The growth of AI in healthcare
- The global healthcare IT market in terms of revenue was estimated to be worth US$394.6 billion in 2022, and $974.5 billion by 2027.
- The market, is being driven by e-prescribing, telehealth and remote patient monitoring solutions, is growing at a CAGR of 19.8% between 2022 and 2027.
- In 2021, the artificial intelligence (AI) in healthcare market was worth around US$11 billion worldwide. It is now projected to reach US$188 billion by 2030, growing at a CAGR of 37%.
- The growth in the AI market is being driven by a number of factors, including reducing the time healthcare professionals spend on administrative tasks.
- In 2020 in Europe, it was estimated a physician’s working time was split 50-50 between treating patients and administrative tasks.

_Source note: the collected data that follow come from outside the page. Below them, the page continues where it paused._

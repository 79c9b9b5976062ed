//! Kubeconfig access for the `oidc` auth provider
//!
//! The file is kept as a generic YAML document so that clusters, contexts
//! and users this module does not touch are written back unchanged.

use super::credential::merge_into_kubeconfig;
use super::types::TokenSet;
use super::verifier::unverified_expiry;
use base64::engine::general_purpose::STANDARD;
use base64::Engine;
use chrono::{TimeZone, Utc};
use etcetera::home_dir;
use serde_yaml::Value;
use std::io::Write;
use std::path::{Path, PathBuf};
use tracing::debug;

/// Name of the auth provider handled by this tool
pub const OIDC_AUTH_PROVIDER: &str = "oidc";

/// Kubeconfig errors
#[derive(Debug, thiserror::Error)]
pub enum KubeconfigError {
    #[error("Failed to read kubeconfig {path}")]
    Read {
        path: PathBuf,
        #[source]
        source: std::io::Error,
    },

    #[error("Failed to parse kubeconfig {path}")]
    Parse {
        path: PathBuf,
        #[source]
        source: serde_yaml::Error,
    },

    #[error("Failed to write kubeconfig {path}")]
    Write {
        path: PathBuf,
        #[source]
        source: std::io::Error,
    },

    #[error("Failed to serialize kubeconfig")]
    Serialize(#[from] serde_yaml::Error),

    #[error("Failed to determine kubeconfig location: {0}")]
    Location(String),

    #[error("current-context is not set in the kubeconfig")]
    NoCurrentContext,

    #[error("context {0} not found in the kubeconfig")]
    ContextNotFound(String),

    #[error("user {0} not found in the kubeconfig")]
    UserNotFound(String),

    #[error("user {user} does not use the oidc auth-provider")]
    NotOidc { user: String },

    #[error("{field} is missing in the auth-provider config of user {user}")]
    MissingField { user: String, field: &'static str },

    #[error("idp-certificate-authority-data of user {user} is not valid base64")]
    InvalidCertificateData { user: String },
}

/// `oidc` auth-provider settings of one kubeconfig user
#[derive(Debug, Clone, PartialEq, Eq)]
pub struct AuthProviderConfig {
    pub user_name: String,
    pub context_name: Option<String>,
    pub issuer_url: String,
    pub client_id: String,
    pub client_secret: Option<String>,
    pub extra_scopes: Vec<String>,
    pub certificate_authority: Option<PathBuf>,
    pub certificate_authority_data: Option<Vec<u8>>,
    pub id_token: Option<String>,
    pub refresh_token: Option<String>,
}

impl AuthProviderConfig {
    /// Tokens already stored for this user, if any
    ///
    /// The expiry is read from the stored ID token without verification. A
    /// token that cannot be decoded is treated as expired so that only its
    /// refresh token is used.
    pub fn stored_tokens(&self) -> Option<TokenSet> {
        if self.id_token.is_none() && self.refresh_token.is_none() {
            return None;
        }
        let id_token = self.id_token.clone().unwrap_or_default();
        let expires_at = unverified_expiry(&id_token)
            .and_then(|exp| Utc.timestamp_opt(exp, 0).single())
            .unwrap_or_default();

        Some(TokenSet {
            access_token: String::new(),
            refresh_token: self.refresh_token.clone(),
            id_token,
            expires_at,
            issued_at: Utc::now(),
        })
    }
}

/// A loaded kubeconfig file
#[derive(Debug, Clone)]
pub struct Kubeconfig {
    path: PathBuf,
    document: Value,
}

impl Kubeconfig {
    /// Resolve the kubeconfig path: explicit path, else the first entry of
    /// `$KUBECONFIG`, else `~/.kube/config`
    pub fn resolve_path(explicit: Option<&Path>) -> Result<PathBuf, KubeconfigError> {
        if let Some(path) = explicit {
            return Ok(path.to_path_buf());
        }
        if let Some(paths) = std::env::var_os("KUBECONFIG") {
            if let Some(first) = std::env::split_paths(&paths).find(|p| !p.as_os_str().is_empty())
            {
                return Ok(first);
            }
        }
        Self::default_path()
    }

    pub fn default_path() -> Result<PathBuf, KubeconfigError> {
        let home = home_dir().map_err(|e| KubeconfigError::Location(e.to_string()))?;
        Ok(home.join(".kube").join("config"))
    }

    pub fn load(path: impl Into<PathBuf>) -> Result<Self, KubeconfigError> {
        let path = path.into();
        let content = std::fs::read_to_string(&path).map_err(|source| KubeconfigError::Read {
            path: path.clone(),
            source,
        })?;
        let document =
            serde_yaml::from_str(&content).map_err(|source| KubeconfigError::Parse {
                path: path.clone(),
                source,
            })?;
        debug!("Loaded kubeconfig from {}", path.display());
        Ok(Self { path, document })
    }

    pub fn parse(path: impl Into<PathBuf>, content: &str) -> Result<Self, KubeconfigError> {
        let path = path.into();
        let document =
            serde_yaml::from_str(content).map_err(|source| KubeconfigError::Parse {
                path: path.clone(),
                source,
            })?;
        Ok(Self { path, document })
    }

    pub fn path(&self) -> &Path {
        &self.path
    }

    pub fn document(&self) -> &Value {
        &self.document
    }

    /// Find the `oidc` auth-provider of the selected user
    ///
    /// `user` wins over `context`; without either the user of
    /// `current-context` is used.
    pub fn find_auth_provider(
        &self,
        context: Option<&str>,
        user: Option<&str>,
    ) -> Result<AuthProviderConfig, KubeconfigError> {
        let (context_name, user_name) = match (user.filter(|u| !u.is_empty()), context) {
            (Some(user), _) => (context.map(str::to_string), user.to_string()),
            (None, context) => {
                let context_name = match context.filter(|c| !c.is_empty()) {
                    Some(name) => name.to_string(),
                    None => self
                        .document
                        .get("current-context")
                        .and_then(Value::as_str)
                        .filter(|c| !c.is_empty())
                        .ok_or(KubeconfigError::NoCurrentContext)?
                        .to_string(),
                };
                let context_entry = named_entry(&self.document, "contexts", &context_name)
                    .and_then(|entry| entry.get("context"))
                    .ok_or_else(|| KubeconfigError::ContextNotFound(context_name.clone()))?;
                let user_name = context_entry
                    .get("user")
                    .and_then(Value::as_str)
                    .ok_or_else(|| KubeconfigError::ContextNotFound(context_name.clone()))?
                    .to_string();
                (Some(context_name), user_name)
            }
        };

        let provider = named_entry(&self.document, "users", &user_name)
            .and_then(|entry| entry.get("user"))
            .ok_or_else(|| KubeconfigError::UserNotFound(user_name.clone()))?
            .get("auth-provider")
            .filter(|p| p.get("name").and_then(Value::as_str) == Some(OIDC_AUTH_PROVIDER))
            .ok_or_else(|| KubeconfigError::NotOidc {
                user: user_name.clone(),
            })?;

        let config = provider.get("config");
        let field = |key: &str| -> Option<String> {
            config
                .and_then(|c| c.get(key))
                .and_then(Value::as_str)
                .filter(|v| !v.is_empty())
                .map(str::to_string)
        };
        let required = |key: &'static str| -> Result<String, KubeconfigError> {
            field(key).ok_or_else(|| KubeconfigError::MissingField {
                user: user_name.clone(),
                field: key,
            })
        };

        let certificate_authority_data = field("idp-certificate-authority-data")
            .map(|data| {
                STANDARD
                    .decode(data.trim())
                    .map_err(|_| KubeconfigError::InvalidCertificateData {
                        user: user_name.clone(),
                    })
            })
            .transpose()?;

        Ok(AuthProviderConfig {
            issuer_url: required("idp-issuer-url")?,
            client_id: required("client-id")?,
            client_secret: field("client-secret"),
            extra_scopes: field("extra-scopes")
                .map(|scopes| {
                    scopes
                        .split(',')
                        .map(str::trim)
                        .filter(|s| !s.is_empty())
                        .map(str::to_string)
                        .collect()
                })
                .unwrap_or_default(),
            certificate_authority: field("idp-certificate-authority").map(PathBuf::from),
            certificate_authority_data,
            id_token: field("id-token"),
            refresh_token: field("refresh-token"),
            context_name,
            user_name,
        })
    }

    /// Write `tokens` into the auth-provider config of `user`
    pub fn update_tokens(&mut self, user: &str, tokens: &TokenSet) -> Result<(), KubeconfigError> {
        merge_into_kubeconfig(&mut self.document, user, tokens)
    }

    /// Write the document back atomically, keeping the file mode
    pub fn save(&self) -> Result<(), KubeconfigError> {
        let content = serde_yaml::to_string(&self.document)?;
        let write_error = |source| KubeconfigError::Write {
            path: self.path.clone(),
            source,
        };

        let dir = match self.path.parent() {
            Some(parent) if !parent.as_os_str().is_empty() => parent.to_path_buf(),
            _ => PathBuf::from("."),
        };
        let mut file = tempfile::NamedTempFile::new_in(&dir).map_err(write_error)?;
        if let Ok(metadata) = std::fs::metadata(&self.path) {
            std::fs::set_permissions(file.path(), metadata.permissions()).map_err(write_error)?;
        }
        file.write_all(content.as_bytes()).map_err(write_error)?;
        file.as_file().sync_all().map_err(write_error)?;
        file.persist(&self.path)
            .map_err(|e| write_error(e.error))?;

        debug!("Wrote kubeconfig to {}", self.path.display());
        Ok(())
    }
}

/// Find `{name: <name>, ...}` in the named list `key` of a kubeconfig document
pub(crate) fn named_entry<'a>(document: &'a Value, key: &str, name: &str) -> Option<&'a Value> {
    document
        .get(key)?
        .as_sequence()?
        .iter()
        .find(|entry| entry.get("name").and_then(Value::as_str) == Some(name))
}

#[cfg(test)]
mod tests {
    use super::*;
    use pretty_assertions::assert_eq;

    const KUBECONFIG: &str = r#"
apiVersion: v1
kind: Config
current-context: dev
clusters:
- name: dev-cluster
  cluster:
    server: https://k8s.example.com
contexts:
- name: dev
  context:
    cluster: dev-cluster
    user: oidc-user
- name: admin
  context:
    cluster: dev-cluster
    user: admin
users:
- name: admin
  user:
    token: static-token
- name: oidc-user
  user:
    auth-provider:
      name: oidc
      config:
        idp-issuer-url: https://issuer.example.com
        client-id: kubernetes
        client-secret: s3cr3t
        extra-scopes: email, groups
        idp-certificate-authority-data: aGVsbG8=
        refresh-token: old-refresh
"#;

    fn kubeconfig() -> Kubeconfig {
        Kubeconfig::parse("/tmp/kubeconfig", KUBECONFIG).unwrap()
    }

    #[test]
    fn test_current_context_user() {
        let config = kubeconfig().find_auth_provider(None, None).unwrap();
        assert_eq!(config.user_name, "oidc-user");
        assert_eq!(config.context_name.as_deref(), Some("dev"));
        assert_eq!(config.issuer_url, "https://issuer.example.com");
        assert_eq!(config.client_id, "kubernetes");
        assert_eq!(config.client_secret.as_deref(), Some("s3cr3t"));
        assert_eq!(config.extra_scopes, vec!["email", "groups"]);
        assert_eq!(config.certificate_authority_data, Some(b"hello".to_vec()));
        assert_eq!(config.id_token, None);
        assert_eq!(config.refresh_token.as_deref(), Some("old-refresh"));

        let stored = config.stored_tokens().unwrap();
        assert!(stored.is_expired());
        assert_eq!(stored.refresh_token.as_deref(), Some("old-refresh"));
    }

    #[test]
    fn test_explicit_user_wins_over_context() {
        let config = kubeconfig()
            .find_auth_provider(Some("admin"), Some("oidc-user"))
            .unwrap();
        assert_eq!(config.user_name, "oidc-user");
    }

    #[test]
    fn test_non_oidc_user_is_rejected() {
        let err = kubeconfig()
            .find_auth_provider(Some("admin"), None)
            .unwrap_err();
        assert!(matches!(err, KubeconfigError::NotOidc { user } if user == "admin"));
    }

    #[test]
    fn test_unknown_context() {
        let err = kubeconfig()
            .find_auth_provider(Some("prod"), None)
            .unwrap_err();
        assert!(matches!(err, KubeconfigError::ContextNotFound(name) if name == "prod"));
    }

    #[test]
    fn test_kubeconfig_path_prefers_explicit_flag() {
        let path = Kubeconfig::resolve_path(Some(Path::new("/etc/kube/config"))).unwrap();
        assert_eq!(path, PathBuf::from("/etc/kube/config"));
    }

    #[test]
    fn test_save_round_trip_preserves_other_entries() {
        let dir = tempfile::tempdir().unwrap();
        let path = dir.path().join("config");
        std::fs::write(&path, KUBECONFIG).unwrap();

        let mut kubeconfig = Kubeconfig::load(&path).unwrap();
        let tokens = TokenSet {
            access_token: "access".to_string(),
            refresh_token: Some("new-refresh".to_string()),
            id_token: "new-id-token".to_string(),
            expires_at: chrono::Utc::now(),
            issued_at: chrono::Utc::now(),
        };
        kubeconfig.update_tokens("oidc-user", &tokens).unwrap();
        kubeconfig.save().unwrap();

        let reloaded = Kubeconfig::load(&path).unwrap();
        let config = reloaded.find_auth_provider(None, None).unwrap();
        assert_eq!(config.id_token.as_deref(), Some("new-id-token"));
        assert_eq!(config.refresh_token.as_deref(), Some("new-refresh"));

        let admin = named_entry(reloaded.document(), "users", "admin").unwrap();
        assert_eq!(
            admin["user"]["token"].as_str(),
            Some("static-token")
        );
        assert_eq!(
            reloaded.document()["clusters"][0]["cluster"]["server"].as_str(),
            Some("https://k8s.example.com")
        );
    }
}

- AI is expected to allow physicians to spend 17% more time with patients.
Big players in the worldwide AI healthcare market
- Google Health, which merged with DeepMind in 2019, and uses AI to help breast cancer screening, avert blindness and predict patient outcomes. Google’s AI solution out-performed all human radiologists by 11.5%.
- US-based Augmedix has developed a solution to extract data from patient-physician conversations and convert it to medical notes in real time.
- UK-based Babylon Health offers a patient-centred remote consultation services matches patients to a relevant physician 24/7 via video or voice call. The AI system can also provide users with personalised insights.
- US-based Butterfly Network uses a combination of semiconductors, AI and cloud tech to make remote medical imaging a reality.